- _Exercise directions_: Look below. Copy each line that has "serialises" in it.

- _Records from a data source_:
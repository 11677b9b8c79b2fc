//! Crystal domain state.
//!
//! The domain owns the single device buffer every simulation stage binds.
//! Its layout is an 8-byte header followed by a row-major window of cells:
//!
//! ```text
//! offset 0  radius: u32
//! offset 4  generation: u32
//! offset 8  cells[(2 * MAX_RADIUS + 1)^2]
//! ```
//!
//! Cell `(q, r)` lives at `(r + radius) * (2 * radius + 1) + (q + radius)`,
//! so the window shrinks with the radius and the tail of the buffer is
//! padding. Changing the radius or the background level rewrites the whole
//! window because ring classification depends on both.

use bytemuck::{Pod, Zeroable};
use rime_common::Axial;
use tracing::{debug, info};
use wgpu::{Buffer, BufferUsages, Device, Queue};

use crate::params::SimulationParameters;

/// Largest supported domain radius.
pub const MAX_RADIUS: u32 = 256;

/// Radius used when none is configured.
pub const DEFAULT_RADIUS: u32 = 50;

/// Byte length of the `{radius, generation}` header.
pub const HEADER_BYTE_LENGTH: u64 = 8;

/// Byte offset of the generation field inside the header.
pub const GENERATION_OFFSET: u64 = 4;

/// Byte stride of one cell.
pub const CELL_BYTE_LENGTH: u64 = 20;

/// Side of the window at the maximum radius.
pub const MAX_WINDOW_SIDE: u64 = 2 * MAX_RADIUS as u64 + 1;

/// Total byte length of the domain buffer.
pub const DOMAIN_BYTE_LENGTH: u64 =
    HEADER_BYTE_LENGTH + MAX_WINDOW_SIDE * MAX_WINDOW_SIDE * CELL_BYTE_LENGTH;

/// Workgroup edge shared by every per-cell compute program.
pub const WORKGROUP_SIZE: u32 = 8;

/// One hex cell as stored on the device.
///
/// Both `value` and `diffusion` carry two slots; the header's generation
/// index names the slot holding the current state.
#[derive(Debug, Clone, Copy, PartialEq, Default, Pod, Zeroable)]
#[repr(C)]
pub struct HexCell {
    /// Accumulated mass, one entry per generation slot
    pub value: [f32; 2],
    /// Vapour available for diffusion, one entry per generation slot
    pub diffusion: [f32; 2],
    /// Non-zero when the cell may accumulate mass
    pub receptive: u32,
}

impl HexCell {
    fn uniform(value: f32, diffusion: f32, receptive: bool) -> Self {
        Self {
            value: [value; 2],
            diffusion: [diffusion; 2],
            receptive: u32::from(receptive),
        }
    }

    /// Whether the cell is marked receptive.
    #[must_use]
    pub const fn is_receptive(&self) -> bool {
        self.receptive != 0
    }
}

/// Domain buffer header.
#[derive(Debug, Clone, Copy, PartialEq, Eq, Default, Pod, Zeroable)]
#[repr(C)]
pub struct DomainHeader {
    /// Domain radius in rings
    pub radius: u32,
    /// Active ping-pong slot (0 or 1)
    pub generation: u32,
}

/// Ping-pong slot index.
#[derive(Debug, Clone, Copy, PartialEq, Eq, Default)]
pub enum Generation {
    /// Slot 0 holds the current state
    #[default]
    Zero,
    /// Slot 1 holds the current state
    One,
}

impl Generation {
    /// The other slot.
    #[must_use]
    pub const fn toggled(self) -> Self {
        match self {
            Self::Zero => Self::One,
            Self::One => Self::Zero,
        }
    }

    /// Slot index as written to the header.
    #[must_use]
    pub const fn index(self) -> u32 {
        match self {
            Self::Zero => 0,
            Self::One => 1,
        }
    }
}

/// Initial role of a cell, decided by its ring.
#[derive(Debug, Clone, Copy, PartialEq, Eq)]
pub enum CellClass {
    /// Ring 0: the frozen seed
    Seed,
    /// Ring 1: receptive boundary of the seed
    FirstRing,
    /// Ring 2
    SecondRing,
    /// Rings 3 to radius
    Interior,
    /// Beyond the radius, inside the window corners
    Padding,
}

/// Classifies a coordinate for a domain of the given radius.
#[must_use]
pub fn classify(coord: Axial, radius: u32) -> CellClass {
    match coord.ring() {
        ring if ring > radius => CellClass::Padding,
        0 => CellClass::Seed,
        1 => CellClass::FirstRing,
        2 => CellClass::SecondRing,
        _ => CellClass::Interior,
    }
}

/// Initial contents of a cell.
///
/// `w` is the per-neighbour diffusion weight (`alpha / 12`).
#[must_use]
pub fn seed_cell(class: CellClass, background: f32, w: f32) -> HexCell {
    match class {
        CellClass::Seed => HexCell::uniform(1.0, 0.0, true),
        CellClass::FirstRing => HexCell::uniform(background, background * w * 3.0, true),
        CellClass::SecondRing => HexCell::uniform(background, background * w * 5.0, false),
        CellClass::Interior => HexCell::uniform(background, background, false),
        CellClass::Padding => HexCell::zeroed(),
    }
}

/// Number of workgroups along each axis for per-cell dispatches.
///
/// Covers a `(2 * radius + 2)` square so every window cell gets an
/// invocation; out-of-window invocations exit early.
#[must_use]
pub const fn cell_workgroups(radius: u32) -> u32 {
    (2 * radius + 2).div_ceil(WORKGROUP_SIZE)
}

/// Device allocation of the domain.
struct DomainGpu {
    buffer: Buffer,
}

/// Authoritative hex-grid state and its device buffer.
///
/// Mutators applied before [`CrystalDomain::initialise`] only record the
/// new value; the next serialisation picks it up.
pub struct CrystalDomain {
    /// Domain radius in rings
    radius: u32,
    /// Active ping-pong slot
    generation: Generation,
    /// Vapour level of the surrounding air
    background_level: f32,
    /// Diffusion gain (alpha)
    diffusion_gain: f32,
    /// Device buffer, once allocated
    gpu: Option<DomainGpu>,
}

impl CrystalDomain {
    /// Creates an unallocated domain with the given radius.
    #[must_use]
    pub fn new(radius: u32, parameters: &SimulationParameters) -> Self {
        Self {
            radius: clamp_radius(radius),
            generation: Generation::Zero,
            background_level: parameters.beta(),
            diffusion_gain: parameters.alpha(),
            gpu: None,
        }
    }

    /// Allocates the device buffer on first call and serialises the cells.
    ///
    /// Later calls reuse the buffer and only re-serialise.
    pub fn initialise(&mut self, device: &Device, queue: &Queue) -> &Buffer {
        self.generation = Generation::Zero;
        let bytes = self.serialize();

        let gpu = self.gpu.get_or_insert_with(|| {
            info!(
                "Allocating crystal domain buffer ({} bytes, max radius {})",
                DOMAIN_BYTE_LENGTH, MAX_RADIUS
            );
            DomainGpu {
                buffer: device.create_buffer(&wgpu::BufferDescriptor {
                    label: Some("Crystal Domain Buffer"),
                    size: DOMAIN_BYTE_LENGTH,
                    usage: BufferUsages::STORAGE | BufferUsages::COPY_DST | BufferUsages::COPY_SRC,
                    mapped_at_creation: false,
                }),
            }
        });

        queue.write_buffer(&gpu.buffer, 0, &bytes);
        &gpu.buffer
    }

    /// Returns the device buffer if allocated.
    #[must_use]
    pub fn buffer(&self) -> Option<&Buffer> {
        self.gpu.as_ref().map(|gpu| &gpu.buffer)
    }

    /// Current radius.
    #[must_use]
    pub const fn radius(&self) -> u32 {
        self.radius
    }

    /// Current ping-pong slot.
    #[must_use]
    pub const fn generation(&self) -> Generation {
        self.generation
    }

    /// Current background level.
    #[must_use]
    pub const fn background_level(&self) -> f32 {
        self.background_level
    }

    /// Current diffusion gain.
    #[must_use]
    pub const fn diffusion_gain(&self) -> f32 {
        self.diffusion_gain
    }

    /// Sets the radius, clamped into `[1, MAX_RADIUS]`, and re-serialises.
    pub fn set_radius(&mut self, queue: &Queue, radius: u32) {
        self.radius = clamp_radius(radius);
        self.upload(queue);
    }

    /// Sets the background level and re-serialises.
    ///
    /// The level is not validated.
    pub fn set_background_level(&mut self, queue: &Queue, level: f32) {
        self.background_level = level;
        self.upload(queue);
    }

    /// Adopts alpha and beta from `parameters` and re-serialises.
    pub fn apply_parameters(&mut self, queue: &Queue, parameters: &SimulationParameters) {
        self.diffusion_gain = parameters.alpha();
        self.background_level = parameters.beta();
        self.upload(queue);
    }

    /// Flips the ping-pong slot, writing only the 4-byte generation field.
    pub fn advance_generation(&mut self, queue: &Queue) {
        self.generation = self.generation.toggled();
        if let Some(gpu) = &self.gpu {
            queue.write_buffer(
                &gpu.buffer,
                GENERATION_OFFSET,
                bytemuck::bytes_of(&self.generation.index()),
            );
        }
    }

    /// Workgroups along each axis for per-cell dispatches.
    #[must_use]
    pub const fn workgroups(&self) -> u32 {
        cell_workgroups(self.radius)
    }

    /// The header as it is serialised.
    #[must_use]
    pub const fn header(&self) -> DomainHeader {
        DomainHeader {
            radius: self.radius,
            generation: self.generation.index(),
        }
    }

    /// Serialised cells of the current window, row-major over `r` then `q`.
    #[must_use]
    pub fn cells(&self) -> Vec<HexCell> {
        let radius = self.radius as i32;
        let w = self.diffusion_gain / 12.0;
        let mut cells = Vec::with_capacity(((2 * radius + 1) * (2 * radius + 1)) as usize);
        for r in -radius..=radius {
            for q in -radius..=radius {
                let class = classify(Axial::new(q, r), self.radius);
                cells.push(seed_cell(class, self.background_level, w));
            }
        }
        cells
    }

    /// Header plus window bytes, exactly as uploaded.
    #[must_use]
    pub fn serialize(&self) -> Vec<u8> {
        let cells = self.cells();
        let mut bytes = Vec::with_capacity(
            HEADER_BYTE_LENGTH as usize + cells.len() * CELL_BYTE_LENGTH as usize,
        );
        bytes.extend_from_slice(bytemuck::bytes_of(&self.header()));
        bytes.extend_from_slice(bytemuck::cast_slice(&cells));
        bytes
    }

    /// Resets the generation and writes the serialised window.
    fn upload(&mut self, queue: &Queue) {
        self.generation = Generation::Zero;
        let Some(gpu) = &self.gpu else {
            return;
        };
        let bytes = self.serialize();
        queue.write_buffer(&gpu.buffer, 0, &bytes);
        debug!(
            "Serialised crystal domain: radius {}, background {}, {} bytes",
            self.radius,
            self.background_level,
            bytes.len()
        );
    }
}

/// Clamps a radius into `[1, MAX_RADIUS]`.
#[must_use]
pub fn clamp_radius(radius: u32) -> u32 {
    radius.clamp(1, MAX_RADIUS)
}

#[cfg(test)]
mod tests {
    use super::*;
    use proptest::prelude::*;

    fn domain(radius: u32, beta: f32) -> CrystalDomain {
        CrystalDomain::new(radius, &SimulationParameters::new(1.592, beta, 0.001))
    }

    fn cell_at(domain: &CrystalDomain, q: i32, r: i32) -> HexCell {
        let index = Axial::new(q, r)
            .window_index(domain.radius())
            .expect("coordinate inside window");
        domain.cells()[index]
    }

    #[test]
    fn test_radius_is_clamped() {
        assert_eq!(domain(0, 0.3).radius(), 1);
        assert_eq!(domain(10_000, 0.3).radius(), MAX_RADIUS);
    }

    #[test]
    fn test_seed_ignores_background() {
        for beta in [0.0, 0.3, 0.9] {
            let d = domain(5, beta);
            let seed = cell_at(&d, 0, 0);
            assert_eq!(seed.value, [1.0, 1.0]);
            assert!(seed.is_receptive());
            assert_eq!(seed.diffusion, [0.0, 0.0]);
        }
    }

    #[test]
    fn test_ring_classification() {
        let d = domain(5, 0.4);
        let w = 1.592 / 12.0;

        let first = cell_at(&d, 1, -1);
        assert!(first.is_receptive());
        assert!((first.diffusion[0] - 0.4 * w * 3.0).abs() < 1e-7);

        let second = cell_at(&d, 2, 0);
        assert!(!second.is_receptive());
        assert!((second.diffusion[1] - 0.4 * w * 5.0).abs() < 1e-7);

        let interior = cell_at(&d, 0, -5);
        assert_eq!(interior.value, [0.4, 0.4]);
        assert_eq!(interior.diffusion, [0.4, 0.4]);
    }

    #[test]
    fn test_ring_beyond_radius_is_zero() {
        let d = domain(5, 0.4);
        // (5, 1) has s = -6, so it lies on ring 6
        let padding = cell_at(&d, 5, 1);
        assert_eq!(padding, HexCell::zeroed());
        assert_eq!(classify(Axial::new(5, 1), 5), CellClass::Padding);
    }

    #[test]
    fn test_serialize_layout() {
        let d = domain(3, 0.3);
        let bytes = d.serialize();
        assert_eq!(bytes.len(), 8 + 49 * 20);
        let header: DomainHeader = bytemuck::pod_read_unaligned(&bytes[..8]);
        assert_eq!(header, DomainHeader { radius: 3, generation: 0 });
    }

    #[test]
    fn test_generation_toggle() {
        assert_eq!(Generation::Zero.toggled(), Generation::One);
        assert_eq!(Generation::One.toggled().index(), 0);
    }

    #[test]
    fn test_workgroups_cover_window() {
        assert_eq!(cell_workgroups(1), 1);
        assert_eq!(cell_workgroups(3), 1);
        assert_eq!(cell_workgroups(50), 13);
        assert!(cell_workgroups(MAX_RADIUS) * WORKGROUP_SIZE >= 2 * MAX_RADIUS + 1);
    }

    #[test]
    fn test_buffer_holds_max_window() {
        let d = domain(MAX_RADIUS, 0.3);
        assert_eq!(d.serialize().len() as u64, DOMAIN_BYTE_LENGTH);
    }

    proptest! {
        #[test]
        fn prop_serialization_is_deterministic(
            radius in 1u32..40,
            beta in 0.0f32..1.0,
            alpha in 0.0f32..4.0,
        ) {
            let params = SimulationParameters::new(alpha, beta, 0.001);
            let a = CrystalDomain::new(radius, &params).serialize();
            let b = CrystalDomain::new(radius, &params).serialize();
            prop_assert_eq!(a, b);
        }

        #[test]
        fn prop_receptive_only_near_seed(radius in 3u32..30) {
            let d = domain(radius, 0.3);
            let side = (2 * radius + 1) as usize;
            for (index, cell) in d.cells().iter().enumerate() {
                let q = (index % side) as i32 - radius as i32;
                let r = (index / side) as i32 - radius as i32;
                prop_assert_eq!(cell.is_receptive(), Axial::new(q, r).ring() <= 1);
            }
        }
    }
}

- _Response for this exercise_:
    /// Allocates the device buffer on first call and serialises the cells.
    /// Sets the radius, clamped into `[1, MAX_RADIUS]`, and re-serialises.
    /// Sets the background level and re-serialises.
    /// Adopts alpha and beta from `parameters` and re-serialises.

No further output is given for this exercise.